In this manner, the Space4Good team employed a variety of remote sensing analysis techniques and EO-based indices, utilizing satellite images retrieved from the Landsat and Sentinel families all the way from 1984 to the present. The methods include spectral analysis, which involves looking at the spectral characteristics, or the reflectance of light from the forest canopy, to determine its composition, and areas of inconsistent growth patterns, which might indicate more naturally grown forest ecosystems.
These analyses will be combined with machine learning methods and put forth as a robust geospatial model that enables the identification of forests that fit the parameters of choice. The remote sensing application will be combined with on-the-ground fact-finding to ensure accuracy, which will be actioned with the support of our local partners located in these seven 7 countries.
The Albania Sample Case
Albania has over 580 kha hectares of natural forest (source Global Forest Watch). Of these hectares, it is not possible to determine the areas of primary or old-growth forest in a scalable manner, utilizing traditional methods.
Zooming over an area in Albania it can be noticed that using the methodology outlined above, our models accurately identify old forest growth areas, with confidence (see pixels in dark green), including areas that had previously been unrecognized or understudied. This information will be critical for conservation efforts in the region, as it can inform land-use planning, restoration efforts, and other interventions to protect these valuable ecosystems.

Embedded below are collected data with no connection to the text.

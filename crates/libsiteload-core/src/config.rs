//! Run configuration: built-in defaults, optional TOML file, CLI overrides

use std::collections::BTreeMap;
use std::path::Path;

use serde::{Deserialize, Serialize};

use crate::error::{Result, SiteloadError};
use crate::outcome::DEFAULT_SUCCESS_STATUSES;
use crate::profile::{parse_duration, LoadProfile, Stage, SMOKE_DURATION, SMOKE_VUS};
use crate::runner::{RunOptions, DEFAULT_REQUEST_TIMEOUT};
use crate::target::{PickStrategy, TargetConfig, DEFAULT_BASE_URL, DEFAULT_PAGES};
use crate::threshold::ThresholdSet;

/// Which scenario to run
#[derive(Debug, Clone, Copy, PartialEq, Eq, Serialize, Deserialize)]
#[serde(rename_all = "snake_case")]
pub enum Mode {
    /// Few VUs, root page only, tight latency bound
    Smoke,
    /// Ramping VUs over random sitemap pages
    Load,
}

impl Mode {
    pub fn as_str(&self) -> &'static str {
        match self {
            Mode::Smoke => "smoke",
            Mode::Load => "load",
        }
    }
}

/// Contents of a `siteload.toml` file. Every field is optional; anything
/// left out falls back to the built-in defaults.
#[derive(Debug, Clone, Default, PartialEq, Serialize, Deserialize)]
#[serde(deny_unknown_fields)]
pub struct FileConfig {
    #[serde(skip_serializing_if = "Option::is_none")]
    pub base_url: Option<String>,
    #[serde(skip_serializing_if = "Option::is_none")]
    pub paths: Option<Vec<String>>,
    #[serde(skip_serializing_if = "Option::is_none")]
    pub insecure_skip_tls_verify: Option<bool>,
    /// k6-style duration string, e.g. "60s"
    #[serde(skip_serializing_if = "Option::is_none")]
    pub request_timeout: Option<String>,
    #[serde(skip_serializing_if = "Option::is_none")]
    pub success_statuses: Option<Vec<u16>>,
    #[serde(skip_serializing_if = "Option::is_none")]
    pub smoke: Option<SmokeSection>,
    #[serde(skip_serializing_if = "Option::is_none")]
    pub load: Option<LoadSection>,
}

#[derive(Debug, Clone, Default, PartialEq, Serialize, Deserialize)]
#[serde(deny_unknown_fields)]
pub struct SmokeSection {
    pub vus: Option<usize>,
    pub duration: Option<String>,
    /// Path requested on every iteration (default: the root page)
    pub path: Option<String>,
    pub thresholds: Option<BTreeMap<String, Vec<String>>>,
}

#[derive(Debug, Clone, Default, PartialEq, Serialize, Deserialize)]
#[serde(deny_unknown_fields)]
pub struct LoadSection {
    pub start_vus: Option<usize>,
    pub stages: Option<Vec<Stage>>,
    pub thresholds: Option<BTreeMap<String, Vec<String>>>,
}

/// Load a config file from disk
pub fn load_config(path: &Path) -> Result<FileConfig> {
    if !path.exists() {
        return Err(SiteloadError::Config(format!(
            "config file not found: {}",
            path.display()
        )));
    }
    let content = std::fs::read_to_string(path)?;
    let config: FileConfig = toml::from_str(&content)?;
    Ok(config)
}

/// Values given on the command line or via environment
#[derive(Debug, Clone, Default)]
pub struct Overrides {
    pub base_url: Option<String>,
    pub insecure_skip_tls_verify: bool,
    pub seed: Option<u64>,
    pub preflight: bool,
}

/// Fully resolved inputs for one run
#[derive(Debug, Clone)]
pub struct Settings {
    pub mode: Mode,
    pub targets: TargetConfig,
    pub profile: LoadProfile,
    pub thresholds: ThresholdSet,
    pub options: RunOptions,
    pub insecure_skip_tls_verify: bool,
}

impl Settings {
    /// Merge defaults, file and overrides (in increasing precedence) and
    /// validate the result.
    pub fn resolve(mode: Mode, file: Option<&FileConfig>, overrides: &Overrides) -> Result<Self> {
        let empty = FileConfig::default();
        let file = file.unwrap_or(&empty);

        let base_url = overrides
            .base_url
            .clone()
            .or_else(|| file.base_url.clone())
            .unwrap_or_else(|| DEFAULT_BASE_URL.to_string());
        let paths = file
            .paths
            .clone()
            .unwrap_or_else(|| DEFAULT_PAGES.iter().map(|p| p.to_string()).collect());
        let targets = TargetConfig::new(base_url, paths)?;

        let request_timeout = match &file.request_timeout {
            Some(s) => parse_duration(s)?,
            None => DEFAULT_REQUEST_TIMEOUT,
        };
        if request_timeout.is_zero() {
            return Err(SiteloadError::Config("request_timeout must be positive".to_string()));
        }

        let success_statuses = file
            .success_statuses
            .clone()
            .unwrap_or_else(|| DEFAULT_SUCCESS_STATUSES.to_vec());
        if success_statuses.is_empty() {
            return Err(SiteloadError::Config("success_statuses must not be empty".to_string()));
        }

        let (profile, thresholds, strategy, status_check) = match mode {
            Mode::Smoke => {
                let section = file.smoke.clone().unwrap_or_default();
                let duration = match &section.duration {
                    Some(s) => parse_duration(s)?,
                    None => SMOKE_DURATION,
                };
                let profile = LoadProfile::Constant {
                    vus: section.vus.unwrap_or(SMOKE_VUS),
                    duration,
                };
                let thresholds = match &section.thresholds {
                    Some(map) => ThresholdSet::from_map(map)?,
                    None => ThresholdSet::smoke(),
                };
                let strategy = PickStrategy::Fixed(section.path.unwrap_or_default());
                (profile, thresholds, strategy, None)
            }
            Mode::Load => {
                let section = file.load.clone().unwrap_or_default();
                let profile = match (section.start_vus, section.stages) {
                    (None, None) => LoadProfile::load(),
                    (start_vus, stages) => LoadProfile::Ramping {
                        start_vus: start_vus.unwrap_or(0),
                        stages: stages.unwrap_or_else(LoadProfile::load_stages),
                    },
                };
                let thresholds = match &section.thresholds {
                    Some(map) => ThresholdSet::from_map(map)?,
                    None => ThresholdSet::load(),
                };
                (profile, thresholds, PickStrategy::RandomUniform, Some(200))
            }
        };
        profile.validate()?;

        let options = RunOptions {
            strategy,
            request_timeout,
            seed: overrides.seed,
            status_check,
            preflight: overrides.preflight,
            ..RunOptions::default()
        };

        Ok(Self {
            mode,
            targets,
            profile,
            thresholds: thresholds.with_success_statuses(success_statuses),
            options,
            insecure_skip_tls_verify: overrides.insecure_skip_tls_verify
                || file.insecure_skip_tls_verify.unwrap_or(false),
        })
    }
}

#[cfg(test)]
mod tests {
    use super::*;
    use crate::threshold::{Aggregation, Metric};
    use std::time::Duration;
    use tempfile::TempDir;

    #[test]
    fn test_defaults_match_site_scripts() {
        let smoke = Settings::resolve(Mode::Smoke, None, &Overrides::default()).unwrap();
        assert_eq!(smoke.targets.base_url(), DEFAULT_BASE_URL);
        assert_eq!(smoke.profile, LoadProfile::smoke());
        assert_eq!(smoke.options.strategy, PickStrategy::Fixed(String::new()));
        assert_eq!(smoke.options.status_check, None);
        assert_eq!(smoke.thresholds.thresholds[1].bound, 500.0);

        let load = Settings::resolve(Mode::Load, None, &Overrides::default()).unwrap();
        assert_eq!(load.profile, LoadProfile::load());
        assert_eq!(load.options.strategy, PickStrategy::RandomUniform);
        assert_eq!(load.options.status_check, Some(200));
        assert_eq!(load.thresholds.thresholds[1].bound, 1000.0);
        assert!(!load.insecure_skip_tls_verify);
    }

    #[test]
    fn test_override_beats_file() {
        let file = FileConfig {
            base_url: Some("https://staging.example.com".to_string()),
            ..FileConfig::default()
        };
        let overrides = Overrides {
            base_url: Some("https://localhost:8443".to_string()),
            insecure_skip_tls_verify: true,
            ..Overrides::default()
        };

        let settings = Settings::resolve(Mode::Smoke, Some(&file), &overrides).unwrap();
        assert_eq!(settings.targets.base_url(), "https://localhost:8443");
        assert!(settings.insecure_skip_tls_verify);

        let settings = Settings::resolve(Mode::Smoke, Some(&file), &Overrides::default()).unwrap();
        assert_eq!(settings.targets.base_url(), "https://staging.example.com");
    }

    #[test]
    fn test_empty_paths_in_file_is_config_error() {
        let file = FileConfig {
            paths: Some(Vec::new()),
            ..FileConfig::default()
        };
        let err = Settings::resolve(Mode::Load, Some(&file), &Overrides::default()).unwrap_err();
        assert!(matches!(err, SiteloadError::EmptyTargets));
        assert!(err.is_config_error());
    }

    #[test]
    fn test_load_toml_file() {
        let temp = TempDir::new().unwrap();
        let path = temp.path().join("siteload.toml");
        std::fs::write(
            &path,
            r#"
base_url = "https://example.com"
paths = ["", "about-us"]
request_timeout = "30s"
success_statuses = [200, 304]

[smoke]
vus = 2
duration = "10s"

[load]
stages = [
    { duration = "5s", target = 10 },
    { duration = "5s", target = 0 },
]

[load.thresholds]
http_req_failed = ["rate < 0.05"]
http_req_duration = ["p(90) < 800", "max < 3000"]
"#,
        )
        .unwrap();

        let file = load_config(&path).unwrap();

        let smoke = Settings::resolve(Mode::Smoke, Some(&file), &Overrides::default()).unwrap();
        assert_eq!(
            smoke.profile,
            LoadProfile::Constant {
                vus: 2,
                duration: Duration::from_secs(10)
            }
        );
        assert_eq!(smoke.options.request_timeout, Duration::from_secs(30));
        assert_eq!(smoke.thresholds.success_statuses, vec![200, 304]);

        let load = Settings::resolve(Mode::Load, Some(&file), &Overrides::default()).unwrap();
        assert_eq!(load.targets.len(), 2);
        assert_eq!(load.profile.total_duration(), Duration::from_secs(10));
        assert_eq!(load.profile.max_vus(), 10);
        assert_eq!(load.thresholds.thresholds.len(), 3);
        assert!(load
            .thresholds
            .thresholds
            .iter()
            .any(|t| t.metric == Metric::HttpReqDuration && t.aggregation == Aggregation::Percentile(90.0)));
    }

    #[test]
    fn test_unknown_keys_rejected() {
        let temp = TempDir::new().unwrap();
        let path = temp.path().join("bad.toml");
        std::fs::write(&path, "base_urll = \"https://example.com\"\n").unwrap();
        assert!(matches!(load_config(&path), Err(SiteloadError::TomlParse(_))));
    }

    #[test]
    fn test_missing_file() {
        let temp = TempDir::new().unwrap();
        let err = load_config(&temp.path().join("nope.toml")).unwrap_err();
        assert!(err.is_config_error());
    }

    #[test]
    fn test_bad_threshold_in_file() {
        let mut thresholds = BTreeMap::new();
        thresholds.insert("http_req_duration".to_string(), vec!["p95 < 10".to_string()]);
        let file = FileConfig {
            smoke: Some(SmokeSection {
                thresholds: Some(thresholds),
                ..SmokeSection::default()
            }),
            ..FileConfig::default()
        };
        let err = Settings::resolve(Mode::Smoke, Some(&file), &Overrides::default()).unwrap_err();
        assert!(matches!(err, SiteloadError::Threshold { .. }));
    }
}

Figure 3. Analysis area in Albania
By the end of the project, maps will be available that visualize all primary and old-growth forests located in the Western Balkans. In this manner, the NGO partners and other interested stakeholders will have tangible, quantifiable information that can further validate the need to protect these forests as they have the necessary knowledge and capacity to do so.
In addition to identifying the primary and old-growth forests, the project will also be able to provide important insights into the health and status of these ecosystems, as our models are also able to detect forest areas experiencing stress or disturbances, such as logging.
The project will also contribute to the protection of these forests by raising awareness among local stakeholders about the importance of protecting these unique forest types. Many local stakeholders are not aware of the exact locations and size of these forests, nor the relevant legislation to protect them, making it difficult to enforce conservation actions around them. Moreover, with this study in hand, these countries can seek a process to request the protection of these areas according to higher European organisations and initiatives such as Natura 2000 and Unesco World Heritage.
In conclusion, the use of remote sensing technology and its diverse and complex techniques, combined with ground-truthing methods are promising approaches to identify primary and old-growth forests in the Western Balkans. The project will help protect these valuable forests, preserve biodiversity and contribute to the sustainable development of the region.